Gesù rispose loro: «I figli di questo mondo prendono moglie e prendono marito; ma quelli che sono giudicati degni della vita futura e della risurrezione dai morti, non prendono né moglie né marito: infatti non possono più morire, perché sono uguali agli angeli e, poiché sono figli della risurrezione, sono figli di Dio. Che poi i morti risorgano, lo ha indicato anche Mosè a proposito del roveto, quando dice: “Il Signore è il Dio di Abramo, Dio di Isacco e Dio di Giacobbe”. Dio non è dei morti, ma dei viventi; perché tutti vivono per lui»

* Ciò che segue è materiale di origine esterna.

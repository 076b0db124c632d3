//! Positional edit handles for document trees.

use super::{Document, DocumentNode, NodeId, Visitor, Walker};

/// A `(parent, node)` handle naming one child slot by identity.
///
/// References hold no index. Every operation re-locates `node` inside
/// `parent`'s current children first, so a batch of references collected
/// up front stays valid while earlier edits shift siblings around. Only
/// detaching the node itself (or replacing it) invalidates its handle.
///
/// # Panics
/// All operations panic when the parent's children are read-only or when
/// `node` is no longer among them. Both are bugs in the calling pass, not
/// recoverable states.
#[derive(Debug, Clone, Copy, PartialEq, Eq)]
pub struct NodeReference {
    parent: NodeId,
    node: NodeId,
}

impl NodeReference {
    pub fn new(parent: NodeId, node: NodeId) -> Self {
        Self { parent, node }
    }

    pub fn parent(&self) -> NodeId {
        self.parent
    }

    pub fn node(&self) -> NodeId {
        self.node
    }

    /// Replaces the referenced node with `replacement` in place.
    pub fn replace(&self, document: &mut Document, replacement: NodeId) {
        let index = self.resolve_index(document);
        document.children_mut(self.parent)[index] = replacement;
    }

    /// Detaches the referenced node from its parent.
    pub fn remove(&self, document: &mut Document) {
        let index = self.resolve_index(document);
        document.children_mut(self.parent).remove(index);
    }

    /// Inserts `id` immediately before the referenced node.
    pub fn insert_before(&self, document: &mut Document, id: NodeId) {
        let index = self.resolve_index(document);
        document.children_mut(self.parent).insert(index, id);
    }

    /// Inserts `id` immediately after the referenced node.
    pub fn insert_after(&self, document: &mut Document, id: NodeId) {
        let index = self.resolve_index(document);
        document.children_mut(self.parent).insert(index + 1, id);
    }

    /// Inserts every id in order, the first one immediately before the
    /// referenced node.
    pub fn insert_before_all(&self, document: &mut Document, ids: &[NodeId]) {
        let mut index = self.resolve_index(document);
        let children = document.children_mut(self.parent);
        for &id in ids {
            children.insert(index, id);
            index += 1;
        }
    }

    /// Inserts every id in order, the first one immediately after the
    /// referenced node.
    pub fn insert_after_all(&self, document: &mut Document, ids: &[NodeId]) {
        let mut index = self.resolve_index(document) + 1;
        let children = document.children_mut(self.parent);
        for &id in ids {
            children.insert(index, id);
            index += 1;
        }
    }

    fn resolve_index(&self, document: &Document) -> usize {
        let parent = document.node(self.parent);
        if parent.children().is_read_only() {
            panic!("{} children are read-only", parent.kind().name());
        }
        match parent
            .children_ids()
            .iter()
            .position(|&child| child == self.node)
        {
            Some(index) => index,
            None => panic!("node is no longer a child of {}", parent.kind().name()),
        }
    }
}

/// References to every node below `start` matching a predicate, collected
/// post-order.
///
/// Post-order means a leaf's reference precedes its ancestors', so
/// applying edits in collection order never disturbs an entry that has
/// yet to be resolved from above. `start` itself has no parent within
/// the traversal and is never part of the result.
pub fn collect_references<F>(
    document: &Document,
    start: NodeId,
    predicate: F,
) -> Vec<NodeReference>
where
    F: Fn(&DocumentNode) -> bool,
{
    struct Collector<F> {
        predicate: F,
        references: Vec<NodeReference>,
    }

    impl<F> Visitor for Collector<F>
    where
        F: Fn(&DocumentNode) -> bool,
    {
        fn visit_default(&mut self, walker: &mut Walker<'_>, id: NodeId) {
            walker.descend(self, id);
            if let Some(parent) = walker.parent() {
                if (self.predicate)(walker.document().node(id)) {
                    self.references.push(NodeReference::new(parent, id));
                }
            }
        }
    }

    let mut collector = Collector {
        predicate,
        references: Vec::new(),
    };
    super::walk_from(&mut collector, document, start);
    collector.references
}

// ============================================================================
// Tests
// ============================================================================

E non è saggio rimuovere questo pensiero: “Dove andiamo a finire quando si conclude questa nostra vita?” perché sarebbe rinunciare a ciò che ci caratterizza come uomini, soltanto noi sappiamo che la nostra vita biologica ha un inizio e ha una fine. Devo chiedermi: “da dove vengo e dove vado? Torno nel nulla dal quale mi ha tratto un gesto d’amore dei miei genitori? Però è triste pensare che questo universo continuerà dopo di me, come se io non fossi passato di qui, senza lasciare traccia, come se non fossi mai esistito. Allora mi chiedo anche: “Ha senso mettere al mondo dei figli per consegnarli a questo destino, per consegnarli a quel mostro che è la morte?” Altri ritengono inutile cercare disegni di un Creatore, bisogna vivere e basta… come? Beh, assecondando la pulsione che ti suggerisce di goderti quei pochi giorni che tu passi su questa terra, del resto sui pavimenti mosaicati dei triclini romani, noi troviamo il richiamo alla morte “Memento mori” ricordati che devi morire, goditi la vita perché i giorni che passi qui sono pochi, quindi divertiti. Altri, pur non coltivando una prospettiva della vita illuminata dalla fede, ritengono saggio vivere per valori nobili, elevati, per costruire amore. Si può anche pensare che noi siamo parte di un universo che si muove secondo le sue leggi, crea nuove vite e poi le distrugge… un universo quindi senza cuore, che a volte fa del bene ma non lo fa per amore, perché non ha cuore, altre volte fa del male ma non per odio, perché non ha cuore, semplicemente segue le sue leggi. Ma se esiste un Dio, questo non senso dell’universo è inaccettabile perché saremmo di fronte a un Dio crudele che crea l’uomo innamorato della vita, capace di entrare in dialogo con Lui, di manifestargli amore e poi alla fine, Lui lo distrugge.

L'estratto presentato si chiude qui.